From Conflict to Identity: Main Issues Explored in US Literary Education - Ievgen Sykalo 2026
How does John Steinbeck depict the struggle for survival and dignity in “Of Mice and Men”?
entry
Entry — Contextual Frame
The Dream as Defense: Escaping Depression's Grip
Core Claim
The shared dream of owning a small farm functions as a psychological shield for George and Lennie, allowing them to endure the arduous, dehumanizing conditions of migrant labor during the Great Depression (Steinbeck, 1937).
Entry Points
- Economic Precarity: The widespread unemployment and poverty of the Great Depression created a vast, transient workforce, because this context explains why George and Lennie are constantly moving and desperate for any work.
- Migrant Labor Conditions: Ranch work in 1930s California was physically demanding, low-paying, and offered no security, because understanding these stark realities clarifies the profound longing for stability embedded in the dream farm.

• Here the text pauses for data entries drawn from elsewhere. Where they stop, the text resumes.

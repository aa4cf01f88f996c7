mod util;

use const_oid::db::rfc5912::{
    ECDSA_WITH_SHA_256, ID_EXTENSION_REQ, SECP_256_R_1, SECP_384_R_1, SHA_256_WITH_RSA_ENCRYPTION,
};
use csrtool::csr::attributes::CHALLENGE_PASSWORD;
use csrtool::csr::extensions::{SubjectAltName, ToAndFromX509Extension};
use csrtool::csr::params::{CsrParams, DistinguishedName, NameAttribute};
use csrtool::csr::{CertificationRequest, SignatureAlgorithm, build_csr};
use csrtool::error::CsrError;
use csrtool::key::KeyPair;
use der::asn1::AnyRef;
use der::{Decode, Encode, Reader, SliceReader, Tag, Tagged};
use x509_cert::ext::Extension;

fn example_subject() -> DistinguishedName {
    DistinguishedName::new("example.com")
        .organization("Example Organization")
        .country("US")
}

#[test]
fn rsa_request_without_password() {
    let key = util::load_key("rsa2048");
    let pem = build_csr(&key, &example_subject(), &[], "").unwrap();

    assert!(pem.starts_with("-----BEGIN CERTIFICATE REQUEST-----\n"));
    assert!(pem.ends_with("-----END CERTIFICATE REQUEST-----\n"));
    assert_eq!(pem.matches("-----BEGIN ").count(), 1);

    let req = util::parse_csr(&pem);
    assert_eq!(req.info.version, x509_cert::request::Version::V1);

    let subject = DistinguishedName::from_x509_name(&req.info.subject).unwrap();
    assert_eq!(
        subject.attributes(),
        &[
            NameAttribute::CommonName("example.com".to_string()),
            NameAttribute::Organization("Example Organization".to_string()),
            NameAttribute::Country("US".to_string()),
        ]
    );

    assert!(req.info.attributes.is_empty());
    assert_eq!(req.algorithm.oid, SHA_256_WITH_RSA_ENCRYPTION);
    assert_eq!(req.algorithm.parameters.as_ref().unwrap().tag(), Tag::Null);
    assert_eq!(req.signature.unused_bits(), 0);
    assert_eq!(req.signature.raw_bytes().len(), 256);
    util::verify_signature(&req);
}

#[test]
fn p256_request_with_challenge_password() {
    let key = util::load_key("p256");
    let pem = build_csr(&key, &example_subject(), &[], "hello321").unwrap();
    let req = util::parse_csr(&pem);

    assert_eq!(req.info.attributes.len(), 1);
    let attr = req.info.attributes.get(0).unwrap();
    assert_eq!(attr.oid, CHALLENGE_PASSWORD);
    assert_eq!(attr.values.len(), 1);
    let value = attr.values.get(0).unwrap();
    assert_eq!(value.tag(), Tag::PrintableString);
    assert_eq!(value.value(), b"hello321");

    assert_eq!(req.algorithm.oid, ECDSA_WITH_SHA_256);
    assert!(req.algorithm.parameters.is_none());
    assert_eq!(util::curve_of(&req), SECP_256_R_1);
    util::verify_signature(&req);
}

#[test]
fn p384_request_signs_with_sha256() {
    let key = util::load_key("p384");
    let pem = build_csr(&key, &example_subject(), &[], "").unwrap();
    let req = util::parse_csr(&pem);

    assert_eq!(util::curve_of(&req), SECP_384_R_1);
    assert_eq!(req.algorithm.oid, ECDSA_WITH_SHA_256);
    util::verify_signature(&req);
}

#[test]
fn generated_keys_produce_verifiable_requests() {
    for key in [KeyPair::generate_ecdsa_p256(), KeyPair::generate_ecdsa_p384()] {
        let pem = build_csr(&key, &example_subject(), &[], "").unwrap();
        util::verify_signature(&util::parse_csr(&pem));
    }
}

#[test]
fn subject_order_follows_caller() {
    let key = util::load_key("p256");
    let subject = DistinguishedName::new("example.com")
        .locality("San Francisco")
        .organization("Example Organization")
        .province("California")
        .organizational_unit("Example Unit")
        .organizational_unit("Second Unit")
        .country("US");
    let pem = build_csr(&key, &subject, &[], "").unwrap();
    let req = util::parse_csr(&pem);

    assert_eq!(req.info.subject.0.len(), 7);
    assert_eq!(DistinguishedName::from_x509_name(&req.info.subject).unwrap(), subject);
}

#[test]
fn info_bytes_are_stable_across_builds() {
    let key = util::load_key("p256");
    let params = CsrParams::builder()
        .subject(example_subject())
        .dns_names(vec!["example.com".to_string()])
        .challenge_password("hello321".to_string())
        .build();

    let first = CertificationRequest::build(&key, &params).unwrap();
    let second = CertificationRequest::build(&key, &params).unwrap();
    assert_eq!(first.info_der(), second.info_der());
}

#[test]
fn signed_info_is_embedded_verbatim() {
    let key = util::load_key("rsa2048");
    let params = CsrParams::builder().subject(example_subject()).build();
    let request = CertificationRequest::build(&key, &params).unwrap();
    let req = util::parse_csr(&request.to_pem().unwrap());

    assert_eq!(req.info.to_der().unwrap(), request.info_der());
    assert_eq!(req.signature.raw_bytes(), request.signature());
    assert_eq!(request.signature_algorithm(), SignatureAlgorithm::Sha256WithRSA);

    // the public key is the one the key encoder produced
    let spki = req.info.public_key.to_der().unwrap();
    assert_eq!(spki, key.public_key_info().unwrap().as_der());

    // empty attributes still encode as [0]
    assert!(request.info_der().ends_with(&[0xa0, 0x00]));
}

#[test]
fn outer_structure_has_three_elements() {
    let key = util::load_key("p256");
    let params = CsrParams::builder().subject(example_subject()).build();
    let der = CertificationRequest::build(&key, &params)
        .unwrap()
        .to_der()
        .unwrap();

    let outer = AnyRef::from_der(&der).unwrap();
    assert_eq!(outer.tag(), Tag::Sequence);
    let mut reader = SliceReader::new(outer.value()).unwrap();
    let mut count = 0;
    while !reader.is_finished() {
        AnyRef::decode(&mut reader).unwrap();
        count += 1;
    }
    assert_eq!(count, 3);
}

#[test]
fn dns_names_become_extension_request() {
    let key = util::load_key("p256");
    let dns_names = vec!["example.com".to_string(), "www.example.com".to_string()];
    let pem = build_csr(&key, &example_subject(), &dns_names, "hello321").unwrap();
    let req = util::parse_csr(&pem);

    assert_eq!(req.info.attributes.len(), 2);
    let ext_req = req
        .info
        .attributes
        .iter()
        .find(|attr| attr.oid == ID_EXTENSION_REQ)
        .expect("extensionRequest attribute missing");
    assert_eq!(ext_req.values.len(), 1);

    let extensions =
        Vec::<Extension>::from_der(&ext_req.values.get(0).unwrap().to_der().unwrap()).unwrap();
    assert_eq!(extensions.len(), 1);
    assert_eq!(extensions[0].extn_id, SubjectAltName::OID);
    let san =
        SubjectAltName::from_x509_extension_value(extensions[0].extn_value.as_bytes()).unwrap();
    assert_eq!(san.names, dns_names);

    assert!(
        req.info
            .attributes
            .iter()
            .any(|attr| attr.oid == CHALLENGE_PASSWORD)
    );
    util::verify_signature(&req);
}

#[test]
fn rsa_request_with_full_subject_names_and_password() {
    let key = util::load_key("rsa2048");
    let subject = DistinguishedName::new("example.com")
        .organization("Example Organization")
        .organizational_unit("Example Unit")
        .country("US")
        .province("California")
        .locality("San Francisco");
    let dns_names = vec!["example.com".to_string(), "www.example.com".to_string()];
    let pem = build_csr(&key, &subject, &dns_names, "hello321").unwrap();
    let req = util::parse_csr(&pem);

    assert_eq!(DistinguishedName::from_x509_name(&req.info.subject).unwrap(), subject);
    let oids: Vec<_> = req.info.attributes.iter().map(|attr| attr.oid).collect();
    assert_eq!(oids.len(), 2);
    assert!(oids.contains(&CHALLENGE_PASSWORD));
    assert!(oids.contains(&ID_EXTENSION_REQ));
    util::verify_signature(&req);
}

#[test]
fn invalid_dns_name_is_an_encoding_error() {
    let key = util::load_key("p256");
    let result = build_csr(&key, &example_subject(), &["bücher.example".to_string()], "");
    assert!(matches!(result, Err(CsrError::EncodingError(_))));
}

#[test]
fn unsupported_keys_are_rejected() {
    for name in ["ed25519", "p521"] {
        let result = KeyPair::from_pkcs8_pem(&util::fixture_pem(name));
        assert!(
            matches!(result, Err(CsrError::UnsupportedKeyType(_))),
            "{name} was not rejected: {result:?}"
        );
    }
}

#[test]
fn concurrent_builds_share_a_key() {
    let key = util::load_key("p384");
    let subject = example_subject();

    let requests: Vec<String> = std::thread::scope(|scope| {
        let handles: Vec<_> = (0..4)
            .map(|i| {
                let key = &key;
                let subject = subject.clone().organizational_unit(format!("unit {i}"));
                scope.spawn(move || build_csr(key, &subject, &[], "").unwrap())
            })
            .collect();
        handles.into_iter().map(|h| h.join().unwrap()).collect()
    });

    for pem in &requests {
        util::verify_signature(&util::parse_csr(pem));
    }
}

- The Failed American Dream: The era saw the collapse of the traditional ideal of self-sufficiency and land ownership for many, because this historical backdrop transforms George and Lennie's aspiration from a simple wish into a poignant symbol of a lost national promise.
- Steinbeck's Reportage: John Steinbeck spent time living and working among migrant laborers, lending authenticity and a critical perspective to the portrayal of their lives and struggles in works like Of Mice and Men (1937).
Think About It
How does the constant recitation of their future farm, even when clearly unattainable, shape George and Lennie's present actions and their ability to tolerate their current circumstances?
Thesis Scaffold
Steinbeck's portrayal of George and Lennie's shared dream in the opening chapters of Of Mice and Men (1937) establishes a psychological defense mechanism against the arduous realities of migrant labor, revealing the human need for narrative hope in the face of systemic despair.
psyche
Psyche — Character Interiority
Lennie Small: The Logic of Tactile Desire
Core Claim
Lennie's internal world operates on a logic of tactile comfort and simple affection, which tragically clashes with the demands of an unforgiving external world that punishes innocence and misunderstanding (Steinbeck, 1937).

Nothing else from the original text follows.